Although not a licensed indication, considerable experience has been accumulated concerning administration of filgrastim to normal adults. Most of these adults were volunteer research subjects or donors of PBSC for use in related donor transplants. Beginning in February 1997, filgrastim stimulated PBSC have been collected from NMDP donors under protocol. The protocol (locally referred to as G2) began under an NMDP-sponsored Investigational New Drug (IND) application filed with FDA for collecting PBSC for a second donation following an initial donation of bone marrow. In 1999 a second protocol was opened (locally referred to as G1) as requests for PBSC as a primary donation source became more common. In 2005 the two protocols were combined to eliminate redundancy and provide for ease of use.

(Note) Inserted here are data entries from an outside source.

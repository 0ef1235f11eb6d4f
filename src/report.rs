//! Run-level report records shared by the split and selection stages.

use std::fs;
use std::path::Path;

use serde::{Deserialize, Serialize};
use sha2::{Digest, Sha256};
use thiserror::Error;
use tracing::info;

use crate::table::write_atomic;

/// A failure that is not a planned skip: unreadable input, failed write.
/// The run keeps going; these are surfaced in the summary.
#[derive(Debug, Clone, PartialEq, Eq, Serialize, Deserialize)]
pub struct RunError {
    pub scope: String,
    pub message: String,
}

impl RunError {
    pub fn new(scope: impl Into<String>, message: impl ToString) -> Self {
        Self {
            scope: scope.into(),
            message: message.to_string(),
        }
    }
}

#[derive(Debug, Error)]
pub enum SummaryWriteError {
    #[error("I/O error: {0}")]
    Io(#[from] std::io::Error),
    #[error("JSON error: {0}")]
    Json(#[from] serde_json::Error),
    #[error("table write error: {0}")]
    Table(#[from] crate::table::TableError),
}

/// SHA-256 over `;`-terminated parts, hex encoded.
pub fn fingerprint<I, S>(parts: I) -> String
where
    I: IntoIterator<Item = S>,
    S: AsRef<str>,
{
    let mut hasher = Sha256::new();
    for part in parts {
        hasher.update(part.as_ref().as_bytes());
        hasher.update(b";");
    }
    hex::encode(hasher.finalize())
}

pub fn write_summary<T: Serialize>(path: &Path, summary: &T) -> Result<(), SummaryWriteError> {
    if let Some(parent) = path.parent() {
        if !parent.as_os_str().is_empty() {
            fs::create_dir_all(parent)?;
        }
    }
    let bytes = serde_json::to_vec_pretty(summary)?;
    write_atomic(path, &bytes)?;

    info!(
        component = "report",
        event = "report.summary.written",
        path = %path.display(),
        bytes = bytes.len()
    );
    Ok(())
}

The protocol establishes and evaluates a system to supply peripheral blood stem cell (PBSC) products for use in unrelated donor hematopoietic stem cell (HSC) transplantation. The protocol describes processes for donor identification, education and evaluation. Procedures for administration and monitoring of the stem cell mobilizing agent filgrastim are included. The protocol also describes procedures for the collection of PBSC products by leukapheresis and includes provisions for long term donor follow-up.